A voice shouted at her suddenly, angrily. “Gawd’s sake, ma’am, get in the house! Y’lost y’senses?”
She looked up dully to note without interest that the boy on the prancing horse wore gray. The wounded horse screamed again and the Confederate soldier hesitated, perhaps counting the waste of good ammunition, then leaned from his saddle to put a bullet through the beast’s head. A moment later he was gone and the horse lay quivering in the dust. Near at hand someone moaned in pain.
“Go get him,” Doc had said. But why should she? If it had not been for that sprawled heap of blue out there in the dusty road her father would not have thrown away his own life, wasted it so cruelly. She held him closer against her heart, but in her mind he seemed to speak to her
sternly from the dimness into which he had gone. “It is wasted if that boy dies too. I came out to save him, Lorie. Now you go do it.”
She knew him so well.
Gently she lowered him to the grass beside the path and got shakily to her feet. The heap of blue in the road had turned into a man with a thick shock of tumbled brown hair and eyes that looked at her in agony as she stepped into the street.
It was a good thing she had worked hard all her life, was strong, for all her small size.
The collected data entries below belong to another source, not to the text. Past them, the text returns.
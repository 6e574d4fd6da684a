use std::ops::ControlFlow;
use std::sync::Arc;

use anyhow::Result;
use relata_join::{
    Arguments, Attribute, AttributeMapping, CallSite, ComputedConstraint, Constraint, FactIndex,
    FactPattern, Function, GenericJoin, JoinConfig, JoinError, Outcome, ProviderRegistry, Rows,
    Signature, Term, Value,
};

fn init_tracing() {
    let _ = tracing_subscriber::fmt()
        .with_test_writer()
        .with_max_level(tracing::Level::TRACE)
        .try_init();
}

/// `divisors(n)` -> `(divisor, quotient)` rows.
#[derive(Debug)]
struct Divisors {
    signature: Signature,
}

impl Divisors {
    fn new() -> Self {
        Self {
            signature: Signature::new(
                "divisors",
                AttributeMapping::named(&[Attribute::required("n")]),
                AttributeMapping::named(&[
                    Attribute::optional("divisor"),
                    Attribute::optional("quotient"),
                ]),
            ),
        }
    }
}

impl Function for Divisors {
    fn signature(&self) -> &Signature {
        &self.signature
    }

    fn apply(&self, args: &Arguments<'_>, out: &mut Rows) -> relata_join::Result<Outcome> {
        let Some(n) = args.get("n")?.and_then(Value::as_index).filter(|n| *n > 0) else {
            return Ok(Outcome::Unrepresentable);
        };
        for d in (1..=n).filter(|d| n % d == 0) {
            out.push_row([Value::from(d), Value::from(n / d)]);
        }
        Ok(Outcome::Produced)
    }
}

fn edges() -> FactIndex {
    FactIndex::from_facts([
        ("a", "edge", "b"),
        ("b", "edge", "c"),
        ("c", "edge", "a"),
        ("a", "edge", "c"),
        ("c", "edge", "d"),
    ])
}

fn pattern(e: Term, a: &str, v: Term) -> Box<dyn Constraint> {
    Box::new(FactPattern::new(e, Term::constant(a), v))
}

#[test]
fn directed_triangles() -> Result<()> {
    init_tracing();
    let index = edges();
    let mut join = GenericJoin::new(
        vec![
            pattern(Term::var(0), "edge", Term::var(1)),
            pattern(Term::var(1), "edge", Term::var(2)),
            pattern(Term::var(2), "edge", Term::var(0)),
        ],
        3,
        JoinConfig::default(),
    )?;
    let rows = join.collect(&index)?;
    let rendered: Vec<String> = rows
        .iter()
        .map(|r| r.iter().map(ToString::to_string).collect::<String>())
        .collect();
    assert_eq!(rendered, vec!["abc", "bca", "cab"]);
    Ok(())
}

#[test]
fn computed_relation_joins_with_facts() -> Result<()> {
    init_tracing();
    let index = FactIndex::from_facts([
        (Value::from("box"), Value::from("size"), Value::from(6i64)),
        (Value::from("crate"), Value::from("size"), Value::from(7i64)),
        (Value::from("shelf"), Value::from("slots"), Value::from(3i64)),
    ]);
    let mut registry = ProviderRegistry::new();
    registry.register("divisors", Divisors::new())?;

    // ?v0 size ?v1, divisors(n: ?v1) -> divisor ?v2, ?v3 slots ?v2
    let divisors = registry.instantiate(
        "divisors",
        &CallSite::new()
            .arg("n", Term::var(1))
            .output("divisor", Term::var(2)),
    )?;
    let mut join = GenericJoin::new(
        vec![
            pattern(Term::var(0), "size", Term::var(1)),
            Box::new(divisors),
            pattern(Term::var(3), "slots", Term::var(2)),
        ],
        4,
        JoinConfig::default(),
    )?;
    let rows = join.collect(&index)?;
    assert_eq!(
        rows,
        vec![vec![
            Value::from("box"),
            Value::from(6i64),
            Value::from(3i64),
            Value::from("shelf"),
        ]]
    );
    Ok(())
}

#[test]
fn joint_outputs_bind_consecutive_variables() -> Result<()> {
    let divisors = ComputedConstraint::new(
        "divisors",
        Arc::new(Divisors::new()),
        &CallSite::new()
            .arg("n", Term::constant(12i64))
            .output("divisor", Term::var(0))
            .output("quotient", Term::var(1)),
    )?;
    let mut join = GenericJoin::new(vec![Box::new(divisors)], 2, JoinConfig::default())?;
    let index = FactIndex::new();

    let mut pairs = Vec::new();
    let stats = join.run(&index, |row| {
        pairs.push((row[0].as_index(), row[1].as_index()));
        ControlFlow::Continue(())
    })?;
    assert_eq!(stats.results, 6);
    assert_eq!(stats.proposals, 1);
    assert_eq!(pairs[0], (Some(1), Some(12)));
    assert_eq!(pairs[5], (Some(12), Some(1)));
    Ok(())
}

#[test]
fn unrepresentable_input_yields_no_results() -> Result<()> {
    let divisors = ComputedConstraint::new(
        "divisors",
        Arc::new(Divisors::new()),
        &CallSite::new()
            .arg("n", Term::constant("twelve"))
            .output("divisor", Term::var(0)),
    )?;
    let mut join = GenericJoin::new(vec![Box::new(divisors)], 1, JoinConfig::default())?;
    let stats = join.run(&FactIndex::new(), |_| ControlFlow::Continue(()))?;
    assert_eq!(stats.results, 0);
    assert_eq!(stats.abandoned, 1);
    Ok(())
}

#[test]
fn output_before_its_input_has_no_proposer() {
    // divisors(n: ?v1) -> ?v0 cannot fire in this order.
    let divisors = ComputedConstraint::new(
        "divisors",
        Arc::new(Divisors::new()),
        &CallSite::new()
            .arg("n", Term::var(1))
            .output("divisor", Term::var(0)),
    )
    .expect("call site resolves");
    let err = GenericJoin::new(
        vec![
            Box::new(divisors),
            pattern(Term::constant("box"), "size", Term::var(1)),
        ],
        2,
        JoinConfig::default(),
    )
    .unwrap_err();
    assert!(matches!(err, JoinError::NoProposer { .. }));
}

#[test]
fn config_limit_from_json() -> Result<()> {
    let config = JoinConfig::from_json(r#"{ "limit": 2 }"#)?;
    let mut join = GenericJoin::new(
        vec![pattern(Term::var(0), "edge", Term::var(1))],
        2,
        config,
    )?;
    let stats = join.run(&edges(), |_| ControlFlow::Continue(()))?;
    assert_eq!(stats.results, 2);
    assert!(stats.truncated);

    let summary = serde_json::to_value(&stats)?;
    assert_eq!(summary["results"], 2);
    Ok(())
}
Her sturdy hands raised him beneath the armpits, dragged him through the gate. There was blood against his shoulder, more upon his left thigh. He cried out in pain just once and after that bit his lips and did not hinder her.
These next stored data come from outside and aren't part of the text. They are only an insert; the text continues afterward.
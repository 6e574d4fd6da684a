use anyhow::Result;
use relata_join::{
    CallSite, ComputedConstraint, Constraint, FactIndex, GenericJoin, JoinConfig, JoinError,
    Prefix, ProviderRegistry, Term, Value, Variable,
};
use relata_providers::default_registry;

fn registry() -> ProviderRegistry {
    default_registry().expect("built-in names are unique")
}

fn rows(constraint: &mut ComputedConstraint, prefix: &Prefix) -> Result<Vec<Vec<Value>>> {
    Ok(constraint.resolve_proposal(prefix)?.to_vecs())
}

#[test]
fn every_builtin_is_registered_once() {
    let registry = registry();
    assert_eq!(registry.len(), 12);
    let names: Vec<&str> = registry.names().collect();
    assert_eq!(
        names,
        vec![
            "char-at", "concat", "convert", "find", "length", "lower", "replace", "split",
            "starts-with", "substring", "trim", "upper",
        ]
    );
    let mut again = registry.clone();
    assert!(matches!(
        relata_providers::register_string_providers(&mut again),
        Err(JoinError::DuplicateProvider(_))
    ));
}

#[test]
fn concat_proposes_and_tests() -> Result<()> {
    let registry = registry();
    let index = FactIndex::new();
    let mut concat = registry.instantiate(
        "concat",
        &CallSite::new()
            .positional(Term::constant("ab"))
            .positional(Term::constant("cd"))
            .positional_output(Term::var(0)),
    )?;
    let prefix = Prefix::new();
    assert_eq!(concat.propose(&index, Variable::new(0), &prefix)?.cardinality(), 1);
    assert_eq!(rows(&mut concat, &prefix)?, vec![vec![Value::from("abcd")]]);

    assert!(concat.test(&index, &Prefix::from_values([Value::from("abcd")]))?);
    assert!(!concat.test(&index, &Prefix::from_values([Value::from("abdc")]))?);
    Ok(())
}

#[test]
fn find_is_case_insensitive_by_default() -> Result<()> {
    let registry = registry();
    let index = FactIndex::new();
    let mut find = registry.instantiate(
        "find",
        &CallSite::new()
            .arg("text", Term::constant("banana"))
            .arg("subtext", Term::constant("an"))
            .arg("case-sensitive", Term::constant(false))
            .positional_output(Term::var(0)),
    )?;
    let prefix = Prefix::new();
    assert_eq!(find.propose(&index, Variable::new(0), &prefix)?.cardinality(), 2);
    assert_eq!(
        rows(&mut find, &prefix)?,
        vec![vec![Value::from(1i64)], vec![Value::from(3i64)]]
    );
    Ok(())
}

#[test]
fn split_modes() -> Result<()> {
    let registry = registry();
    let index = FactIndex::new();
    let prefix = Prefix::new();
    let input = || {
        CallSite::new()
            .arg("text", Term::constant("a,b,c"))
            .arg("by", Term::constant(","))
    };

    let mut both = registry.instantiate(
        "split",
        &input().output("token", Term::var(0)).output("index", Term::var(1)),
    )?;
    let proposal = both.propose(&index, Variable::new(0), &prefix)?;
    assert_eq!(proposal.providing(), &[Variable::new(0), Variable::new(1)]);
    assert_eq!(
        rows(&mut both, &prefix)?,
        vec![
            vec![Value::from("a"), Value::from(1i64)],
            vec![Value::from("b"), Value::from(2i64)],
            vec![Value::from("c"), Value::from(3i64)],
        ]
    );

    let mut index_only = registry.instantiate("split", &input().output("index", Term::var(0)))?;
    index_only.propose(&index, Variable::new(0), &prefix)?;
    assert_eq!(
        rows(&mut index_only, &prefix)?,
        vec![vec![Value::from(1i64)], vec![Value::from(2i64)], vec![Value::from(3i64)]]
    );
    Ok(())
}

#[test]
fn repeated_tokens_are_bound_once() -> Result<()> {
    let registry = registry();
    // split("a,a,b", ",") -> token ?v0
    let split = registry.instantiate(
        "split",
        &CallSite::new()
            .arg("text", Term::constant("a,a,b"))
            .arg("by", Term::constant(","))
            .output("token", Term::var(0)),
    )?;
    let mut join = GenericJoin::new(vec![Box::new(split)], 1, JoinConfig::default())?;
    assert_eq!(
        join.collect(&FactIndex::new())?,
        vec![vec![Value::from("a")], vec![Value::from("b")]]
    );
    Ok(())
}

#[test]
fn convert_failure_is_an_empty_proposal() -> Result<()> {
    let registry = registry();
    let index = FactIndex::new();
    let prefix = Prefix::new();
    let mut convert = registry.instantiate(
        "convert",
        &CallSite::new()
            .arg("value", Term::constant("abc"))
            .arg("to", Term::constant("number"))
            .output("converted", Term::var(0)),
    )?;
    assert_eq!(convert.propose(&index, Variable::new(0), &prefix)?.cardinality(), 0);
    assert!(matches!(
        convert.resolve_proposal(&prefix),
        Err(JoinError::ProtocolViolation { .. })
    ));
    Ok(())
}

#[test]
fn convert_test_compares_the_converted_value() -> Result<()> {
    let registry = registry();
    let index = FactIndex::new();
    let convert = registry.instantiate(
        "convert",
        &CallSite::new()
            .arg("value", Term::var(0))
            .arg("to", Term::constant("number"))
            .output("converted", Term::var(1)),
    )?;
    assert!(convert.test(&index, &Prefix::from_values([Value::from("7"), Value::from(7i64)]))?);
    assert!(!convert.test(&index, &Prefix::from_values([Value::from("7"), Value::from(8i64)]))?);
    assert!(!convert.test(&index, &Prefix::from_values([Value::from("x"), Value::from(0i64)]))?);
    Ok(())
}

#[test]
fn misnamed_attribute_is_a_fault() {
    let registry = registry();
    let err = registry
        .instantiate(
            "split",
            &CallSite::new()
                .arg("text", Term::constant("a"))
                .arg("sep", Term::constant(",")),
        )
        .unwrap_err();
    assert!(matches!(err, JoinError::UnknownAttribute { attribute, .. } if attribute == "sep"));
}
//! Evaluation settings for one run of the join driver.

use serde::{Deserialize, Serialize};

use crate::error::Result;

/// Configuration for the generic join driver
#[derive(Debug, Clone, PartialEq, Eq, Serialize, Deserialize)]
#[serde(default)]
pub struct JoinConfig {
    /// Stop after this many results
    pub limit: Option<usize>,
    /// Reject, up front, a variable order in which some variable has no
    /// constraint able to bind it
    pub validate_plan: bool,
}

impl Default for JoinConfig {
    fn default() -> Self {
        Self {
            limit: None,
            validate_plan: true,
        }
    }
}

impl JoinConfig {
    pub fn with_limit(mut self, limit: usize) -> Self {
        self.limit = Some(limit);
        self
    }

    pub fn with_validation(mut self, validate_plan: bool) -> Self {
        self.validate_plan = validate_plan;
        self
    }

    pub fn from_json(text: &str) -> Result<Self> {
        Ok(serde_json::from_str(text)?)
    }
}

#[cfg(test)]
mod tests {
    use super::*;

    #[test]
    fn missing_fields_take_defaults() -> anyhow::Result<()> {
        let config = JoinConfig::from_json(r#"{ "limit": 10 }"#)?;
        assert_eq!(config.limit, Some(10));
        assert!(config.validate_plan);
        Ok(())
    }

    #[test]
    fn malformed_json_is_rejected() {
        assert!(matches!(
            JoinConfig::from_json("{ limit: "),
            Err(crate::error::JoinError::Config(_))
        ));
    }
}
The steps were hardest to manage, but she got him up them and into the parlor. This would not be the first time it had served as hospital and a cot stood ready. He roused himself then, on good arm and leg, and fell onto it, fainting with pain. She went to work at once in ways her father had taught her. Scissors first, to cut away clinging strands of blue, then warm water.…
She worked like a machine, without thought, without sympathy for the man on the cot, without feeling for herself. Part of her remembered that her father lay in the yard, untended in the bright sun. But she knew he would not care. Not so long as she did his bidding.
October … how long ago. Now it was nearly Christmas.
The ferry had cut its speed and through the spray-dotted glass before her Lora saw the nearness of lights, of land. She went quickly back to the man who lay stretched asleep on the bench where she had left him. As she bent over him she wondered if he would look up and call her “Virginia” as he had done so many times in his long fever and delirium.
A moment of panic swept through her, of sudden intense consciousness. What had she done in marrying Wade Tyler? She knew far better than he that he loved not her, but only his lost Virginia. Knew too, in all honesty, that she did not love him, except in a way of tenderness and pity that she would have felt toward any helpless being.